16.8 DGUV -I- 203-5188 E Guide to the Selection of Personal Protective Equipment.

The DGUV-I 203-5188 E Guide to the Selection of Personal Protective Equipment for Electrical Work has been developed and used in Germany for the section of Arc Rated Personal Protective Equipment. DGUV is the German Social Accident Insurance Institution which is the national, compulsory program that insures workers for injuries or illness incurred through their employment.

At the core of the guide, is an algorithm that has been derived from the standard IEC 61482-1-2:2014, Method 2: Determination of arc protection class of material and clothing by using a constrained and directed arc (box test). This testing method for PPE is described in Chapter 7: Protection. The information provides guidance for the appraisal of potential thermal hazards due to electric fault arcs associated with electrotechnical work on electrical equipment. Accordingly, the document affords employers an element of support in the selection of essential PPE and is applicable for work performed on or in the vicinity of electrical equipment greater than 50 V AC. (Note that there is a new version of the guide that has been published but in German only. This gives an upper limit of 110kV and also has a section on DC calculations up to 1500 volts)

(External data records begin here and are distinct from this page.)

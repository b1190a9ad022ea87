//! CommandDispatcher: turns a logical control action into one POST request.
//!
//! Every method returns a `Result` instead of swallowing the error.  Call
//! sites that do not care about the outcome (all of the UI, today) pass the
//! result through [`log_ignored`], which makes the "ignore" decision visible.

use std::sync::Arc;

use remote_core::protocol::endpoints::COMMAND;
use remote_core::{Command, CommandRequest, PowerAction};
use tracing::{debug, warn};

use crate::application::remote_api::{RemoteTransport, TransportError};

/// Sends control commands to the remote-control server.
pub struct CommandDispatcher {
    transport: Arc<dyn RemoteTransport>,
}

impl CommandDispatcher {
    /// Creates a dispatcher that sends through `transport`.
    pub fn new(transport: Arc<dyn RemoteTransport>) -> Self {
        Self { transport }
    }

    /// POSTs `{command, x, y}` to `/`; absent coordinates are left out of the body.
    ///
    /// # Errors
    ///
    /// Returns [`TransportError`] if the request fails or the server answers
    /// with a non-2xx status.
    pub async fn send_command(
        &self,
        command: Command,
        x: Option<i32>,
        y: Option<i32>,
    ) -> Result<(), TransportError> {
        let request = CommandRequest::new(command, x, y);
        debug!("sending {request:?}");
        self.transport.post(COMMAND, Some(request)).await
    }

    /// Sends a volume command (no coordinates).
    ///
    /// # Errors
    ///
    /// See [`CommandDispatcher::send_command`].
    pub async fn send_volume_command(&self, command: Command) -> Result<(), TransportError> {
        self.send_command(command, None, None).await
    }

    /// POSTs an empty body to `/turn-off`.
    ///
    /// # Errors
    ///
    /// See [`CommandDispatcher::send_command`].
    pub async fn handle_turn_off(&self) -> Result<(), TransportError> {
        self.power(PowerAction::TurnOff).await
    }

    /// POSTs an empty body to `/restart`.
    ///
    /// Bound to the "Reiniciar" button; the name is kept from the client this
    /// replaces even though the endpoint restarts the machine.
    ///
    /// # Errors
    ///
    /// See [`CommandDispatcher::send_command`].
    pub async fn handle_turn_on(&self) -> Result<(), TransportError> {
        self.power(PowerAction::Restart).await
    }

    /// POSTs an empty body to `/suspend`.
    ///
    /// # Errors
    ///
    /// See [`CommandDispatcher::send_command`].
    pub async fn handle_turn_suspend(&self) -> Result<(), TransportError> {
        self.power(PowerAction::Suspend).await
    }

    /// POSTs an empty body to the path of `action`.
    ///
    /// # Errors
    ///
    /// See [`CommandDispatcher::send_command`].
    pub async fn power(&self, action: PowerAction) -> Result<(), TransportError> {
        debug!("sending power action {action:?}");
        self.transport.post(action.path(), None).await
    }
}

/// Logs a failed fire-and-forget action and drops the error.
pub fn log_ignored(action: &str, result: Result<(), TransportError>) {
    if let Err(e) = result {
        warn!("{action} failed (ignored): {e}");
    }
}

// ── Tests ─────────────────────────────────────────────────────────────────────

Whilst the document is describing the algorithm as a European method, this is not the case for industrial and commercial installations where the IEEE 1584 Guide for Performing Arc Flash Hazard Calculations is more appropriate.

*BGI/GUV-I 5188 E available from the German Social Accident Insurance Institution or on https://publikationen.dguv.de/dguv/udt_dguv_main.aspx

16.9 NFPA 70E Standard for Electrical Safety in the Workplace

*NFPA 70E requirements for safe work practices to protect personnel by reducing exposure to major electrical hazards. As described by the National Fire Prevention Association of America, the scope of the standard addresses electrical safety-related work practices, safety-related maintenance requirements and other administrative controls for employee workplaces that are necessary for the practical safeguarding of employees relative to the hazards associated with electrical energy during activities such as the installation, inspection, operation, maintenance, and demolition of electric conductors, electric equipment, signalling and communications conductors and equipment and raceways. NFPA 70 E was created in 1979 at the request of the US Occupational Safety and Health Administration and as a result, even though it is a consensus standard, can be said to have a quasi-legal standing in the United States of America.

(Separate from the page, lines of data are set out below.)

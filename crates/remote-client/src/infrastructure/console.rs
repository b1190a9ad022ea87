//! Line-oriented console commands for the terminal front end.
//!
//! Each line read from stdin is parsed into a [`ConsoleCommand`]; `main.rs`
//! maps the command onto a [`RemoteApp`](super::ui_bridge::RemoteApp) call.
//!
//! ```text
//! control | info                 switch view
//! press <dir> | release          start / stop repeating a move
//! hold <dir> <ms>                press, then release after <ms>
//! click | vol+ | vol-            one-shot controls
//! off | restart | suspend        action panel
//! help | quit
//! ```
//!
//! `<dir>` is `right`, `left`, `up` or `down` (or their initials).

use std::time::Duration;

use remote_core::{Direction, PowerAction, UnknownDirection};
use thiserror::Error;

use super::ui_bridge::{ActiveView, ButtonAction};

/// Help text printed by the `help` command.
pub const HELP: &str = "\
commands:
  control            show the Control Remoto view
  info               show the Información del Sistema view (refreshes it)
  press <dir>        hold a direction (right, left, up, down)
  release            release the held direction
  hold <dir> <ms>    hold a direction for <ms> milliseconds
  click              Hacer Clic
  vol+ / vol-        Subir Volumen / Bajar Volumen
  off                Apagar
  restart            Reiniciar
  suspend            Suspender
  help               this text
  quit               exit";

/// A parsed console line.
#[derive(Debug, Clone, Copy, PartialEq, Eq)]
pub enum ConsoleCommand {
    View(ActiveView),
    Press(Direction),
    Release,
    Hold(Direction, Duration),
    Button(ButtonAction),
    Help,
    Quit,
}

/// Why a console line could not be parsed.
#[derive(Debug, Error, PartialEq, Eq)]
pub enum ParseError {
    #[error("unknown command '{0}' (type 'help')")]
    UnknownCommand(String),

    #[error("'{0}' needs a direction")]
    MissingDirection(&'static str),

    #[error(transparent)]
    Direction(#[from] UnknownDirection),

    #[error("'hold' needs a duration in milliseconds, got '{0}'")]
    BadDuration(String),

    #[error("unexpected argument '{0}'")]
    TrailingArgument(String),
}

/// Parses one line.  Blank lines yield `Ok(None)`.
///
/// # Errors
///
/// Returns a [`ParseError`] describing the first problem found.
pub fn parse_line(line: &str) -> Result<Option<ConsoleCommand>, ParseError> {
    let mut words = line.split_whitespace();
    let Some(head) = words.next() else {
        return Ok(None);
    };

    let command = match head.to_ascii_lowercase().as_str() {
        "control" => ConsoleCommand::View(ActiveView::Control),
        "info" => ConsoleCommand::View(ActiveView::SystemInfo),
        "press" => ConsoleCommand::Press(direction_arg(words.next(), "press")?),
        "release" => ConsoleCommand::Release,
        "hold" => {
            let direction = direction_arg(words.next(), "hold")?;
            let raw = words.next().unwrap_or_default();
            let ms: u64 = raw
                .parse()
                .map_err(|_| ParseError::BadDuration(raw.to_string()))?;
            ConsoleCommand::Hold(direction, Duration::from_millis(ms))
        }
        "click" => ConsoleCommand::Button(ButtonAction::Click),
        "vol+" => ConsoleCommand::Button(ButtonAction::VolumeUp),
        "vol-" => ConsoleCommand::Button(ButtonAction::VolumeDown),
        "off" => ConsoleCommand::Button(ButtonAction::Power(PowerAction::TurnOff)),
        "restart" => ConsoleCommand::Button(ButtonAction::Power(PowerAction::Restart)),
        "suspend" => ConsoleCommand::Button(ButtonAction::Power(PowerAction::Suspend)),
        "help" | "?" => ConsoleCommand::Help,
        "quit" | "exit" => ConsoleCommand::Quit,
        other => return Err(ParseError::UnknownCommand(other.to_string())),
    };

    if let Some(extra) = words.next() {
        return Err(ParseError::TrailingArgument(extra.to_string()));
    }
    Ok(Some(command))
}

fn direction_arg(word: Option<&str>, command: &'static str) -> Result<Direction, ParseError> {
    let word = word.ok_or(ParseError::MissingDirection(command))?;
    Ok(word.parse::<Direction>()?)
}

The standard is formally reviewed every three years and I have seen how it has evolved from hazard protection to risk prevention. In fact, it has at its heart, elimination as a first principle. It can appear to be a big document at first glance but actually the main chapter (1) on safety related work practices is only 19 pages long. This covers all the general requirements, establishing an electrically safe work condition and work involving electrical hazards including arc flash. The rest of the document includes maintenance, special equipment and 17 informative annexes.

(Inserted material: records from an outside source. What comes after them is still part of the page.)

impl RemoteApp {
    /// Builds the app around `transport` and returns the receiving end of its
    /// event channel.
    pub fn new(
        transport: Arc<dyn RemoteTransport>,
        settings: AppSettings,
    ) -> (Self, mpsc::Receiver<AppEvent>) {
        let (events, rx) = mpsc::channel(EVENT_CHANNEL_CAPACITY);
        let dispatcher = Arc::new(CommandDispatcher::new(Arc::clone(&transport)));
        let poller = Arc::new(TelemetryPoller::new(transport));
        let repeat = RepeatPressController::with_period(Arc::clone(&dispatcher), settings.repeat_interval);

        let app = Self {
            view: ActiveView::default(),
            system_info: None,
            repeat,
            dispatcher,
            poller,
            events,
            move_step: settings.move_step,
            press_id: 0,
        };
        (app, rx)
    }

    /// The view currently showing.
    pub fn view(&self) -> ActiveView {
        self.view
    }

    /// The last successfully fetched telemetry, if any.
    pub fn system_info(&self) -> Option<&SystemInfo> {
        self.system_info.as_ref()
    }

    /// `true` while a directional control is held.
    pub fn is_moving(&self) -> bool {
        self.repeat.is_moving()
    }

    /// Initial mount: kicks off the first telemetry fetch.
    pub fn mount(&self) {
        info!("mounting remote-control UI");
        self.request_system_info();
    }

    /// Switches views.  Selecting System Info always triggers a fresh fetch,
    /// even when it is already the active view.
    pub fn select_view(&mut self, view: ActiveView) {
        debug!("view {:?} -> {view:?}", self.view);
        self.view = view;
        if view == ActiveView::SystemInfo {
            self.request_system_info();
        }
    }

    /// Spawns a telemetry fetch; the result arrives as
    /// [`AppEvent::TelemetryFetched`].
    pub fn request_system_info(&self) {
        let poller = Arc::clone(&self.poller);
        let events = self.events.clone();
        tokio::spawn(async move {
            let result = poller.fetch_system_info().await;
            // A closed channel means the front end is shutting down.
            let _ = events.send(AppEvent::TelemetryFetched(result)).await;
        });
    }

    /// Applies a completion notice.  Returns `true` when the screen changed
    /// and should be rendered again.
    pub fn handle_event(&mut self, event: AppEvent) -> bool {
        match event {
            AppEvent::TelemetryFetched(result) => apply_poll_result(&mut self.system_info, result),
            AppEvent::HoldElapsed { press_id } => {
                if press_id == self.press_id {
                    self.release()
                } else {
                    debug!("ignoring stale hold for press {press_id}");
                    false
                }
            }
        }
    }

    /// Presses a directional control.  Returns `false` if another control is
    /// already held.
    pub fn press(&mut self, direction: Direction) -> bool {
        let (x, y) = direction.displacement(self.move_step);
        let started = self.repeat.start_moving(Command::MoveMouse, x, y);
        if started {
            self.press_id += 1;
        }
        started
    }

    /// Releases whichever directional control is held.
    pub fn release(&mut self) -> bool {
        self.repeat.stop_moving()
    }

    /// Presses `direction` and releases it after `duration`.
    pub fn hold(&mut self, direction: Direction, duration: Duration) -> bool {
        if !self.press(direction) {
            return false;
        }
        let press_id = self.press_id;
        let events = self.events.clone();
        tokio::spawn(async move {
            tokio::time::sleep(duration).await;
            let _ = events.send(AppEvent::HoldElapsed { press_id }).await;
        });
        true
    }

    /// Fires a one-shot control without waiting for the server.
    pub fn trigger(&self, action: ButtonAction) {
        let dispatcher = Arc::clone(&self.dispatcher);
        tokio::spawn(async move {
            let result = match action {
                ButtonAction::Click => dispatcher.send_command(Command::ClickMouse, None, None).await,
                ButtonAction::VolumeUp => dispatcher.send_volume_command(Command::VolumeUp).await,
                ButtonAction::VolumeDown => dispatcher.send_volume_command(Command::VolumeDown).await,
                ButtonAction::Power(PowerAction::TurnOff) => dispatcher.handle_turn_off().await,
                // "Reiniciar" is wired to the turn-on handler, which hits /restart.
                ButtonAction::Power(PowerAction::Restart) => dispatcher.handle_turn_on().await,
                ButtonAction::Power(PowerAction::Suspend) => dispatcher.handle_turn_suspend().await,
            };
            log_ignored(action.name(), result);
        });
    }

    /// Renders the current screen.
    pub fn render(&self) -> String {
        render::render_screen(self.view, self.system_info.as_ref())
    }
}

There are a lot of positive attributes but there has got to be some caution and explanation when mentioning the standard. In the UK we do not have standards for rules (except at high voltage) and some of the NFPA 70E requirements may contradict HSE guidance. For example, NFPA 70E has requirements for live working electrical permits. In the UK this may risk an improvement notice as electrical permits must never be used for live work. Requirements for warning labels will be at odds with UK norms through the signs and signals legislation. That said, where I have had US owned clients in Europe, I have been successful in steering a course between a head office requirement to impose NFPA 70E into overseas operations and the local regulatory requirements.